Pleno Terbuka Pilgub Jambi, Saksi 01 Ungkap Sejumlah Masalah di Kota Jambi

Foto : Suasana Pleno Terbuka KPU Provinsi Jambi

JAMBI9.COM – Saksi paslon 01 mengungkap sederet masalah seputar pencoblosan dalam pilgub Jambi 9 Desember 2020.

Asriadi, saksi CE-Ratu, dalam lanjutan pleno terbuka KPU Provinsi Jambi, Sabtu pagi 19 Desember 2020, Politisi PDIP itu mempersoalkan terjadinya perubahan pencatatan di Telanaipura.

Ia juga membeber kasus ada warga di Kota Jambi yang mencoblos menggunakan KK.

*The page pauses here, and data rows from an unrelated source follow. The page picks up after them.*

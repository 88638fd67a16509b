//! Error types for authorization, credential lifecycle and relay operations

/// Coarse failure class callers use to pick a response and a backoff.
#[derive(Debug, Clone, Copy, PartialEq, Eq)]
pub enum ErrorKind {
    /// No usable credential (unknown account, rejected exchange or refresh)
    Auth,
    RateLimited,
    /// Non-2xx from the relay target
    Upstream,
    /// Transport failure or timeout; caller may retry
    Network,
    InvalidRequest,
    Configuration,
    Internal,
}

/// Errors from gateway operations.
#[derive(Debug, thiserror::Error)]
pub enum Error {
    #[error("entropy source unavailable: {0}")]
    Randomness(String),

    #[error("authorization state {state} is unknown, expired or already used")]
    UnknownState { state: String },

    #[error("code exchange for account {account} failed: {source}")]
    Exchange {
        account: String,
        #[source]
        source: relay_auth::Error,
    },

    #[error("account not found: {0}")]
    AccountNotFound(String),

    #[error("token refresh for account {account} failed: {source}")]
    Refresh {
        account: String,
        #[source]
        source: relay_auth::Error,
    },

    #[error("no valid credential for account {0} after refresh")]
    ExpiredCredential(String),

    #[error("proxy configuration error: {0}")]
    Proxy(#[source] relay_auth::Error),

    #[error("OAuth configuration error: {0}")]
    Configuration(#[source] relay_auth::Error),

    #[error("network error during {step} for account {account}: {message}")]
    Network {
        account: String,
        step: &'static str,
        message: String,
        timeout: bool,
    },

    #[error("account {account} rate limited by upstream ({status}): {body}")]
    RateLimited {
        account: String,
        status: u16,
        body: String,
    },

    #[error("upstream returned {status} for account {account}: {body}")]
    Upstream {
        account: String,
        status: u16,
        body: String,
    },

    #[error("invalid upstream response for account {account}: {message}")]
    InvalidResponse { account: String, message: String },

    #[error("credential store error during {step}{}: {source}", for_account(.account))]
    Store {
        account: Option<String>,
        step: &'static str,
        #[source]
        source: relay_auth::Error,
    },
}

fn for_account(account: &Option<String>) -> String {
    account
        .as_deref()
        .map(|a| format!(" for account {a}"))
        .unwrap_or_default()
}

impl Error {
    pub fn kind(&self) -> ErrorKind {
        match self {
            Error::UnknownState { .. } => ErrorKind::InvalidRequest,
            Error::Exchange { source, .. } if source.is_transport() => ErrorKind::Network,
            Error::Exchange { .. }
            | Error::AccountNotFound(_)
            | Error::Refresh { .. }
            | Error::ExpiredCredential(_) => ErrorKind::Auth,
            Error::RateLimited { .. } => ErrorKind::RateLimited,
            Error::Upstream { .. } | Error::InvalidResponse { .. } => ErrorKind::Upstream,
            Error::Network { .. } => ErrorKind::Network,
            Error::Proxy(_) | Error::Configuration(_) => ErrorKind::Configuration,
            Error::Randomness(_) | Error::Store { .. } => ErrorKind::Internal,
        }
    }

    /// Rate limiting is a kind of upstream failure.
    pub fn is_upstream(&self) -> bool {
        matches!(self, Error::RateLimited { .. } | Error::Upstream { .. })
    }

    pub fn upstream_status(&self) -> Option<u16> {
        match self {
            Error::RateLimited { status, .. } | Error::Upstream { status, .. } => Some(*status),
            _ => None,
        }
    }

    /// Response body read from the upstream, when there was one.
    pub fn upstream_body(&self) -> Option<&str> {
        match self {
            Error::RateLimited { body, .. } | Error::Upstream { body, .. } => Some(body),
            _ => None,
        }
    }

    pub fn is_timeout(&self) -> bool {
        matches!(self, Error::Network { timeout: true, .. })
    }

    /// Short label for logs and metrics.
    pub fn label(&self) -> &'static str {
        match self.kind() {
            ErrorKind::Auth => "auth_error",
            ErrorKind::RateLimited => "rate_limited",
            ErrorKind::Upstream => "upstream_error",
            ErrorKind::Network if self.is_timeout() => "timeout",
            ErrorKind::Network => "network_error",
            ErrorKind::InvalidRequest => "invalid_request",
            ErrorKind::Configuration => "configuration_error",
            ErrorKind::Internal => "internal_error",
        }
    }
}

impl Error {
    pub(crate) fn store(
        account: Option<&str>,
        step: &'static str,
        source: relay_auth::Error,
    ) -> Self {
        Error::Store {
            account: account.map(str::to_string),
            step,
            source,
        }
    }
}

/// Map a credential load failure: a missing entry means the account doesn't exist.
pub(crate) fn store_error(account: &str, step: &'static str, err: relay_auth::Error) -> Error {
    match err {
        relay_auth::Error::NotFound(_) => Error::AccountNotFound(account.to_string()),
        other => Error::store(Some(account), step, other),
    }
}

/// Result alias for gateway operations.
pub type Result<T> = std::result::Result<T, Error>;
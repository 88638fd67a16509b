//! Relay orchestration
//!
//! Per call: resolve a valid credential, pick the network path, forward the
//! caller's JSON payload with the account's bearer token, classify the
//! response. No state survives between calls and nothing is retried; the
//! caller decides on retry using the error kind.
//!
//! Dropping the returned future aborts the upstream call. Nothing read from
//! a cancelled response is persisted.

use std::sync::Arc;
use std::time::Duration;

use relay_auth::{TransportFactory, effective_proxy};
use reqwest::header::USER_AGENT;
use serde_json::Value;
use tracing::{debug, info, warn};

use crate::classify::{ResponseClass, classify_response};
use crate::error::{Error, Result};
use crate::lifecycle::TokenManager;

pub const DEFAULT_API_URL: &str = "https://api.anthropic.com/v1/messages";
pub const DEFAULT_API_VERSION: &str = "2023-06-01";
pub const DEFAULT_BETA_HEADER: &str = "claude-code-20250219,oauth-2025-04-20,interleaved-thinking-2025-05-14,fine-grained-tool-streaming-2025-05-14";
pub const DEFAULT_USER_AGENT: &str = "claude-cli/1.0.53 (external, cli)";

/// Upstream request settings, fixed at construction.
#[derive(Debug, Clone)]
pub struct RelayConfig {
    pub api_url: String,
    /// Sent as `anthropic-version`
    pub api_version: String,
    /// Sent as `anthropic-beta` when set
    pub beta_header: Option<String>,
    pub user_agent: String,
    pub timeout: Duration,
}

impl Default for RelayConfig {
    fn default() -> Self {
        Self {
            api_url: DEFAULT_API_URL.to_string(),
            api_version: DEFAULT_API_VERSION.to_string(),
            beta_header: Some(DEFAULT_BETA_HEADER.to_string()),
            user_agent: DEFAULT_USER_AGENT.to_string(),
            timeout: Duration::from_secs(30),
        }
    }
}

pub struct Relay {
    config: RelayConfig,
    tokens: Arc<TokenManager>,
    transports: Arc<TransportFactory>,
}

fn network_error(account: &str, step: &'static str, e: reqwest::Error) -> Error {
    Error::Network {
        account: account.to_string(),
        step,
        message: e.to_string(),
        timeout: e.is_timeout(),
    }
}

impl Relay {
    pub fn new(
        config: RelayConfig,
        tokens: Arc<TokenManager>,
        transports: Arc<TransportFactory>,
    ) -> Self {
        Self {
            config,
            tokens,
            transports,
        }
    }

    /// Forward `payload` upstream on behalf of `account`.
    ///
    /// Returns the decoded upstream body on 2xx. Otherwise fails with
    /// `RateLimited` or `Upstream`, both carrying status and body.
    pub async fn relay(&self, account: &str, payload: &Value) -> Result<Value> {
        let credential = self.tokens.resolve(account).await?;

        let proxy = effective_proxy(credential.proxy.as_ref(), self.tokens.global_proxy());
        let client = self
            .transports
            .transport(proxy.as_ref())
            .map_err(Error::Proxy)?;

        let mut request = client
            .post(&self.config.api_url)
            .timeout(self.config.timeout)
            .bearer_auth(&credential.access_token)
            .header("anthropic-version", &self.config.api_version)
            .header(USER_AGENT, &self.config.user_agent)
            .json(payload);
        if let Some(beta) = &self.config.beta_header {
            request = request.header("anthropic-beta", beta);
        }

        debug!(account, proxied = proxy.is_some(), "forwarding request upstream");
        let response = request
            .send()
            .await
            .map_err(|e| network_error(account, "relay", e))?;

        let status = response.status().as_u16();
        let body = response
            .text()
            .await
            .map_err(|e| network_error(account, "read response", e))?;

        let class = classify_response(status, &body);
        info!(account, status, outcome = class.label(), "upstream response classified");

        match class {
            ResponseClass::Success if body.trim().is_empty() => Ok(Value::Null),
            ResponseClass::Success => {
                serde_json::from_str(&body).map_err(|e| Error::InvalidResponse {
                    account: account.to_string(),
                    message: format!("decoding upstream body: {e}"),
                })
            }
            ResponseClass::RateLimited => {
                warn!(account, status, "upstream rate limit");
                Err(Error::RateLimited {
                    account: account.to_string(),
                    status,
                    body,
                })
            }
            ResponseClass::Upstream => Err(Error::Upstream {
                account: account.to_string(),
                status,
                body,
            }),
        }
    }
}
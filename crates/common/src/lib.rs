//! Shared types for the Claude relay workspace
//!
//! Secret handling and configuration errors used by the service binary.

mod error;
mod secret;

pub use error::{Error, Result};
pub use secret::{Secret, load_secret};
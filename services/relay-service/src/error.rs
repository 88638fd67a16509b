//! HTTP error responses
//!
//! Every failure leaves the service as
//! `{"error":{"type":"...","message":"...","request_id":"req_..."}}`.
//! Upstream failures also carry the upstream status and body so clients can
//! see what the relay target said.

use axum::http::{StatusCode, header};
use axum::response::{IntoResponse, Response};
use relay_core::ErrorKind;

/// Fresh request id, `req_` followed by a simple-format v4 UUID.
pub fn request_id() -> String {
    format!("req_{}", uuid::Uuid::new_v4().as_simple())
}

#[derive(Debug)]
pub struct ApiError {
    status: StatusCode,
    error_type: &'static str,
    message: String,
    request_id: String,
    upstream: Option<(u16, String)>,
}

impl ApiError {
    pub fn new(status: StatusCode, error_type: &'static str, message: impl Into<String>) -> Self {
        Self {
            status,
            error_type,
            message: message.into(),
            request_id: request_id(),
            upstream: None,
        }
    }

    pub fn bad_request(message: impl Into<String>) -> Self {
        Self::new(StatusCode::BAD_REQUEST, "invalid_request", message)
    }

    pub fn not_found(message: impl Into<String>) -> Self {
        Self::new(StatusCode::NOT_FOUND, "not_found", message)
    }

    pub fn with_request_id(mut self, request_id: impl Into<String>) -> Self {
        self.request_id = request_id.into();
        self
    }

    pub fn status(&self) -> StatusCode {
        self.status
    }

    pub fn error_type(&self) -> &'static str {
        self.error_type
    }
}

/// Status code for a core failure class.
fn status_for(err: &relay_core::Error) -> StatusCode {
    match err.kind() {
        ErrorKind::Auth => StatusCode::UNAUTHORIZED,
        ErrorKind::RateLimited => StatusCode::TOO_MANY_REQUESTS,
        ErrorKind::Upstream => StatusCode::BAD_GATEWAY,
        ErrorKind::Network if err.is_timeout() => StatusCode::GATEWAY_TIMEOUT,
        ErrorKind::Network => StatusCode::BAD_GATEWAY,
        ErrorKind::InvalidRequest => StatusCode::BAD_REQUEST,
        ErrorKind::Configuration | ErrorKind::Internal => StatusCode::INTERNAL_SERVER_ERROR,
    }
}

impl From<relay_core::Error> for ApiError {
    fn from(err: relay_core::Error) -> Self {
        let upstream = err
            .upstream_status()
            .map(|status| (status, err.upstream_body().unwrap_or_default().to_string()));
        Self {
            status: status_for(&err),
            error_type: err.label(),
            message: err.to_string(),
            request_id: request_id(),
            upstream,
        }
    }
}

impl IntoResponse for ApiError {
    fn into_response(self) -> Response {
        let mut error = serde_json::json!({
            "type": self.error_type,
            "message": self.message,
            "request_id": self.request_id,
        });
        if let Some((status, body)) = self.upstream {
            error["upstream_status"] = status.into();
            error["upstream_body"] = body.into();
        }
        (
            self.status,
            [(header::CONTENT_TYPE, "application/json")],
            serde_json::json!({ "error": error }).to_string(),
        )
            .into_response()
    }
}
use redis::{Client, Connection};

/// Open a blocking Redis connection for pub/sub use.
///
/// The connection is owned by a single thread for its whole life, so no
/// pooling or async manager is involved.
pub fn open_connection(redis_url: &str) -> redis::RedisResult<Connection> {
    let client = Client::open(redis_url)?;
    let connection = client.get_connection()?;

    tracing::info!("Connected to Redis");
    Ok(connection)
}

Ketua KPU Kota Jambi, Yatno, membenarkan ada keteledoran penyelenggara di Telanaipura, yang menyebabkan terjadinya perubahan pencatatan.

“saat pleno di tingkat kecamatan, saksi 01 sudah memasukkan keberatan. Ini kejadian khusus, “ katanya, dilansir dari jambilink.com.

“Masalah ini sudah selesai di tingkat PPK, “ imbuhnya.

Mengenai dugaan kecurangan, adanya warga yang mencoblos menggunakan KK, Yatno mengklaim memang menemukannya.

“Kita sudah mengkaji dengan Bawaslu. Kalau ada hal lain menyangkut tindak pidana, ini bawaslu yang berwenang menindaklanjuti,” kata Yatno.

Saksi 01 kembali melayangkan protes. Mereka keberatan dengan sikap Bawaslu yang terlalu lama memproses kasus pidana di kota.

“Memang ada laporannya. Saat ini masih dalam proses, “kata Fachrurrozi, anggota Bawaslu Provinsi Jambi.

Ia berkilah kasus itu masih dalam tahap kajian.

“kita tak bisa langsung menyimpulkan ada tindakan pidana. Karena itu ranah gakkumdu. Semuanya masih berproses, “ujarnya.

Sementara Zulkifi Shomad, saksi 02 juga mengaku aneh menebalnya angka pemilih 03 di Kota Jambi.

“kalau digabung suara 01 dan 02 belum bisa ngejar suara 03. Ini aneh saja, “katanya.